▶ _Data supplied_
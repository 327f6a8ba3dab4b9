//! Shared test doubles: a scriptable transport stub and a fallback logic
//! wrapper that records which methods a dispatcher delegated to it.

use std::sync::{Arc, Mutex};
use std::time::Duration;

use async_trait::async_trait;
use bytes::Bytes;

use crate::addr::{BusAddress, DeviceAddress};
use crate::datapoint::Datapoint;
use crate::device::SimDevice;
use crate::service::logic::{DefaultLogic, RequestCtx, ServiceLogic};
use crate::service::{EraseCode, FuncPropResponse, Request, Response, ServiceError, Serviced};
use crate::transport::{BusTransport, Medium, TransportError};

/// Transport stub answering (or timing out) every confirmed request
pub(crate) struct StubTransport {
    answer: bool,
    pub(crate) requests: Mutex<Vec<(DeviceAddress, Request)>>,
}

impl StubTransport {
    pub(crate) fn new(answer: bool) -> Arc<Self> {
        Arc::new(Self {
            answer,
            requests: Mutex::new(Vec::new()),
        })
    }
}

#[async_trait]
impl BusTransport for StubTransport {
    async fn send(&self, dst: DeviceAddress, req: Request) -> Result<(), TransportError> {
        self.requests.lock().unwrap().push((dst, req));
        Ok(())
    }

    async fn request(
        &self,
        dst: DeviceAddress,
        req: Request,
    ) -> Result<Option<Response>, TransportError> {
        self.requests.lock().unwrap().push((dst, req));
        if self.answer {
            Ok(Some(Response::Management(Bytes::new())))
        } else {
            Err(TransportError::Timeout(dst))
        }
    }

    async fn group_write(&self, _addr: BusAddress, _data: Bytes) -> Result<(), TransportError> {
        Ok(())
    }

    async fn group_read(&self, addr: BusAddress) -> Result<Bytes, TransportError> {
        Err(TransportError::NoData(addr))
    }

    async fn system_parameter_read(
        &self,
        object_type: u16,
        pid: u8,
        operand: u8,
    ) -> Result<Bytes, TransportError> {
        // broadcasts have no destination; recorded under the all-ones address
        self.requests.lock().unwrap().push((
            DeviceAddress::from_raw(0xffff),
            Request::ParameterRead {
                object_type,
                pid,
                info: Bytes::copy_from_slice(&[operand]),
            },
        ));
        Err(TransportError::NoAnswer { object_type, pid })
    }

    fn medium(&self) -> Medium {
        Medium::Tp
    }
}

/// Request context over a fresh transport stub
pub(crate) fn test_ctx(broadcast: bool) -> RequestCtx {
    RequestCtx {
        broadcast,
        transport: StubTransport::new(true),
    }
}

/// Fallback wrapper recording every method a dispatcher delegates to it
pub(crate) struct RecordingLogic {
    inner: DefaultLogic,
    pub(crate) calls: Mutex<Vec<&'static str>>,
}

impl RecordingLogic {
    pub(crate) fn new() -> Arc<Self> {
        Arc::new(Self {
            inner: DefaultLogic::new(),
            calls: Mutex::new(Vec::new()),
        })
    }

    pub(crate) fn calls(&self) -> Vec<&'static str> {
        self.calls.lock().unwrap().clone()
    }

    fn record(&self, method: &'static str) {
        self.calls.lock().unwrap().push(method);
    }
}

#[async_trait]
impl ServiceLogic for RecordingLogic {
    async fn request_datapoint_value(
        &self,
        dev: &SimDevice,
        dp: &Datapoint,
    ) -> Result<Serviced<String>, ServiceError> {
        self.record("request_datapoint_value");
        self.inner.request_datapoint_value(dev, dp).await
    }

    async fn update_datapoint_value(
        &self,
        dev: &mut SimDevice,
        dp: &Datapoint,
        value: String,
    ) -> Result<Serviced<()>, ServiceError> {
        self.record("update_datapoint_value");
        self.inner.update_datapoint_value(dev, dp, value).await
    }

    async fn read_parameter(
        &self,
        dev: &SimDevice,
        object_type: u16,
        pid: u8,
        info: &[u8],
        ctx: &RequestCtx,
    ) -> Result<Serviced<Bytes>, ServiceError> {
        self.record("read_parameter");
        self.inner.read_parameter(dev, object_type, pid, info, ctx).await
    }

    async fn write_parameter(
        &self,
        dev: &SimDevice,
        object_type: u16,
        pid: u8,
        info: &[u8],
        ctx: &RequestCtx,
    ) -> Result<Serviced<()>, ServiceError> {
        self.record("write_parameter");
        self.inner.write_parameter(dev, object_type, pid, info, ctx).await
    }

    async fn read_adc(
        &self,
        dev: &SimDevice,
        channel: u8,
        reads: u8,
    ) -> Result<Serviced<i32>, ServiceError> {
        self.record("read_adc");
        self.inner.read_adc(dev, channel, reads).await
    }

    async fn authorize(&self, dev: &SimDevice, key: [u8; 4]) -> Result<Serviced<u8>, ServiceError> {
        self.record("authorize");
        self.inner.authorize(dev, key).await
    }

    async fn restart(
        &self,
        dev: &mut SimDevice,
        master_reset: bool,
        erase: EraseCode,
        channel: u8,
    ) -> Result<Serviced<Duration>, ServiceError> {
        self.record("restart");
        self.inner.restart(dev, master_reset, erase, channel).await
    }

    async fn function_property_command(
        &self,
        dev: &mut SimDevice,
        object_index: u8,
        pid: u8,
        data: &[u8],
    ) -> Result<Serviced<FuncPropResponse>, ServiceError> {
        self.record("function_property_command");
        self.inner
            .function_property_command(dev, object_index, pid, data)
            .await
    }

    async fn read_function_property_state(
        &self,
        dev: &SimDevice,
        object_index: u8,
        pid: u8,
        data: &[u8],
    ) -> Result<Serviced<FuncPropResponse>, ServiceError> {
        self.record("read_function_property_state");
        self.inner
            .read_function_property_state(dev, object_index, pid, data)
            .await
    }

    async fn management(
        &self,
        dev: &mut SimDevice,
        svc_type: u16,
        asdu: &[u8],
        ctx: &RequestCtx,
    ) -> Result<Serviced<Bytes>, ServiceError> {
        self.record("management");
        self.inner.management(dev, svc_type, asdu, ctx).await
    }
}
impl ObjectStore {
    /// Empty store
    pub fn new() -> Self {
        Self::default()
    }

    /// Append a new object and return its index.
    ///
    /// Fails only when the object list is exhausted; callers treat that as
    /// fatal.
    pub fn add_object(&mut self, object_type: ObjectType) -> Result<usize, PropertyError> {
        if self.objects.len() >= MAX_OBJECTS {
            return Err(PropertyError::Exhausted(MAX_OBJECTS));
        }
        let index = self.objects.len();
        self.objects.push(InterfaceObject {
            object_type,
            index,
            properties: Vec::new(),
        });
        Ok(index)
    }

    /// Number of objects
    pub fn len(&self) -> usize {
        self.objects.len()
    }

    /// Whether the store holds no objects
    pub fn is_empty(&self) -> bool {
        self.objects.is_empty()
    }

    /// Object by index
    pub fn object(&self, index: usize) -> Option<&InterfaceObject> {
        self.objects.get(index)
    }

    /// Nth object (1-based instance) of the given type
    pub fn lookup(&self, object_type: ObjectType, instance: usize) -> Option<&InterfaceObject> {
        self.objects
            .iter()
            .filter(|o| o.object_type == object_type)
            .nth(instance.saturating_sub(1))
    }

    /// All objects in index order
    pub fn objects(&self) -> &[InterfaceObject] {
        &self.objects
    }

    /// Register or replace access metadata for a property.
    ///
    /// With `overwrite` false the call fails if a description is already
    /// present; existing data survives a replacement.
    pub fn set_description(
        &mut self,
        index: usize,
        desc: Description,
        overwrite: bool,
    ) -> Result<(), PropertyError> {
        let object = self
            .objects
            .get_mut(index)
            .ok_or(PropertyError::ObjectNotFound(index))?;
        match object.property_mut(desc.pid) {
            Some(property) => {
                if !overwrite {
                    return Err(PropertyError::DescriptionExists {
                        index,
                        pid: desc.pid,
                    });
                }
                property.desc = desc;
            }
            None => object.properties.push(Property::new(desc)),
        }
        Ok(())
    }

    /// Write elements of a property addressed by object type and instance
    pub fn set_property(
        &mut self,
        object_type: ObjectType,
        instance: usize,
        pid: u8,
        start: u16,
        elements: u16,
        data: &[u8],
    ) -> Result<(), PropertyError> {
        let index = self
            .lookup(object_type, instance)
            .map(InterfaceObject::index)
            .ok_or(PropertyError::InstanceNotFound {
                object_type,
                instance,
            })?;
        self.set_property_at(index, pid, start, elements, data)
    }

    /// Write elements of a property addressed by object index.
    ///
    /// `start` is 1-based; writing past the current element count extends the
    /// property up to the description's maximum. The data length must be an
    /// exact multiple of the element size pinned by the first write.
    pub fn set_property_at(
        &mut self,
        index: usize,
        pid: u8,
        start: u16,
        elements: u16,
        data: &[u8],
    ) -> Result<(), PropertyError> {
        let object = self
            .objects
            .get_mut(index)
            .ok_or(PropertyError::ObjectNotFound(index))?;
        if object.property(pid).is_none() {
            object.properties.push(Property::new(Description::default_for(pid)));
        }
        // the lookup above guarantees presence
        let property = match object.property_mut(pid) {
            Some(p) => p,
            None => return Err(PropertyError::PropertyNotSet { index, pid }),
        };

        if elements == 0 || data.len() % elements as usize != 0 {
            return Err(PropertyError::DataLength {
                elements,
                elem_size: property.elem_size,
                actual: data.len(),
            });
        }
        let elem_size = data.len() / elements as usize;
        if property.elem_size != 0 && elem_size != property.elem_size {
            return Err(PropertyError::DataLength {
                elements,
                elem_size: property.elem_size,
                actual: data.len(),
            });
        }
        let max = property.desc.max_elements;
        let end = start as u32 + elements as u32 - 1;
        if start == 0 || end > max as u32 {
            return Err(PropertyError::ElementRange {
                pid,
                start,
                elements,
                max,
            });
        }

        property.elem_size = elem_size;
        let needed = end as usize * elem_size;
        if property.data.len() < needed {
            property.data.resize(needed, 0);
        }
        let offset = (start as usize - 1) * elem_size;
        property.data[offset..offset + data.len()].copy_from_slice(data);
        property.elements = property.elements.max(end as u16);
        Ok(())
    }

    /// Read elements of a property addressed by object type and instance
    pub fn get_property(
        &self,
        object_type: ObjectType,
        instance: usize,
        pid: u8,
        start: u16,
        elements: u16,
    ) -> Result<Bytes, PropertyError> {
        let index = self
            .lookup(object_type, instance)
            .map(InterfaceObject::index)
            .ok_or(PropertyError::InstanceNotFound {
                object_type,
                instance,
            })?;
        self.get_property_at(index, pid, start, elements)
    }

    /// Read elements of a property addressed by object index.
    ///
    /// `start` 0 returns the current element count as a 2-byte value; reads
    /// of unset properties or past the current element count fail.
    pub fn get_property_at(
        &self,
        index: usize,
        pid: u8,
        start: u16,
        elements: u16,
    ) -> Result<Bytes, PropertyError> {
        let object = self
            .objects
            .get(index)
            .ok_or(PropertyError::ObjectNotFound(index))?;
        let property = object
            .property(pid)
            .filter(|p| p.elem_size != 0)
            .ok_or(PropertyError::PropertyNotSet { index, pid })?;

        if start == 0 {
            return Ok(Bytes::copy_from_slice(&property.elements.to_be_bytes()));
        }
        let end = start as u32 + elements as u32 - 1;
        if elements == 0 || end > property.elements as u32 {
            return Err(PropertyError::ElementRange {
                pid,
                start,
                elements,
                max: property.elements,
            });
        }
        let offset = (start as usize - 1) * property.elem_size;
        let len = elements as usize * property.elem_size;
        Ok(Bytes::copy_from_slice(&property.data[offset..offset + len]))
    }

    /// The wire-visible object directory: a `(0, object type)` byte pair per
    /// object in index order. Recomputed on each call, so it reflects every
    /// object addition.
    pub fn io_list(&self) -> Bytes {
        let mut buf = BytesMut::with_capacity(self.objects.len() * 2);
        for object in &self.objects {
            buf.put_u8(0);
            buf.put_u8(object.object_type.code() as u8);
        }
        buf.freeze()
    }
}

▶ _Activity_
All lines of the listing that contain the word "struct" should be copied out.

▶ _Task result_
pub(crate) struct StubTransport {
pub(crate) struct RecordingLogic {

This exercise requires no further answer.